_Exercise_.
Every line of the data below that holds the string "struct" needs to be reported.
(Given data Opens)
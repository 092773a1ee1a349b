//! Evaluator trait for position evaluation.
//!
//! The evaluator provides policy (action probabilities) and value estimates
//! for game states. In AlphaZero, this is a neural network. For testing,
//! we provide a uniform evaluator and a seeded random baseline.

use std::sync::Mutex;

use rand::{Rng, SeedableRng};
use rand_chacha::ChaCha20Rng;
use thiserror::Error;

use crate::game::Game;

/// Errors that can occur during evaluation.
#[derive(Debug, Error)]
pub enum EvaluatorError {
    #[error("Evaluation failed: {0}")]
    EvaluationFailed(String),

    #[error("Invalid state: {0}")]
    InvalidState(String),

    #[error("Model error: {0}")]
    ModelError(String),
}

/// Result of evaluating a game state.
#[derive(Debug, Clone)]
pub struct EvalResult {
    /// Policy: probability distribution over actions.
    /// Index i corresponds to action i, values should sum to ~1.0.
    /// Entries for illegal actions are ignored by the caller.
    pub policy: Vec<f32>,

    /// Value estimate for the player to move.
    /// Range: -1.0 (certain loss) to +1.0 (certain win).
    pub value: f32,
}

/// Trait for position evaluators (the search oracle).
///
/// The state handed to `evaluate` is always a canonical view: the player to
/// move is `Player::One`. Implementations could be:
/// - UniformEvaluator: Returns uniform policy (for testing)
/// - RandomEvaluator: Random priors, neutral value (baseline)
/// - A neural network or a game-specific heuristic
pub trait Evaluator<G: Game>: Send + Sync {
    /// Evaluate a single canonical state.
    ///
    /// # Arguments
    /// * `state` - Canonical game state
    /// * `legal_mask` - Legal actions, one entry per action index
    ///
    /// # Returns
    /// Policy distribution of length `legal_mask.len()` and value estimate
    fn evaluate(&self, state: &G::State, legal_mask: &[bool])
        -> Result<EvalResult, EvaluatorError>;
}

/// Uniform evaluator that assigns equal probability to all legal moves.
/// Value is always 0.0 (neutral). Useful for testing MCTS without a model.
#[derive(Debug, Clone, Default)]
pub struct UniformEvaluator;

impl UniformEvaluator {
    pub fn new() -> Self {
        Self
    }
}

/// Uniform distribution over the set entries of `legal_mask`.
///
/// Returns all zeros when nothing is legal.
pub fn uniform_policy(legal_mask: &[bool]) -> Vec<f32> {
    let num_legal = legal_mask.iter().filter(|&&legal| legal).count();
    if num_legal == 0 {
        return vec![0.0; legal_mask.len()];
    }

    let prob = 1.0 / num_legal as f32;
    legal_mask
        .iter()
        .map(|&legal| if legal { prob } else { 0.0 })
        .collect()
}

impl<G: Game> Evaluator<G> for UniformEvaluator {
    fn evaluate(
        &self,
        _state: &G::State,
        legal_mask: &[bool],
    ) -> Result<EvalResult, EvaluatorError> {
        Ok(EvalResult {
            policy: uniform_policy(legal_mask),
            value: 0.0,
        })
    }
}

/// Random-prior evaluator: draws an independent weight per legal action from
/// a seeded generator and normalises. Value is always 0.0.
#[derive(Debug)]
pub struct RandomEvaluator {
    rng: Mutex<ChaCha20Rng>,
}

impl RandomEvaluator {
    pub fn new(seed: u64) -> Self {
        Self {
            rng: Mutex::new(ChaCha20Rng::seed_from_u64(seed)),
        }
    }
}

impl<G: Game> Evaluator<G> for RandomEvaluator {
    fn evaluate(
        &self,
        _state: &G::State,
        legal_mask: &[bool],
    ) -> Result<EvalResult, EvaluatorError> {
        let mut rng = self
            .rng
            .lock()
            .map_err(|e| EvaluatorError::EvaluationFailed(format!("rng lock poisoned: {}", e)))?;

        let mut policy: Vec<f32> = legal_mask
            .iter()
            .map(|&legal| if legal { rng.gen::<f32>() + 1e-3 } else { 0.0 })
            .collect();

        let total: f32 = policy.iter().sum();
        if total > 0.0 {
            for p in &mut policy {
                *p /= total;
            }
        }

        Ok(EvalResult { policy, value: 0.0 })
    }
}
(Given data Closes)
_Exercise output_.
pub struct EvalResult {
pub struct UniformEvaluator;
pub struct RandomEvaluator {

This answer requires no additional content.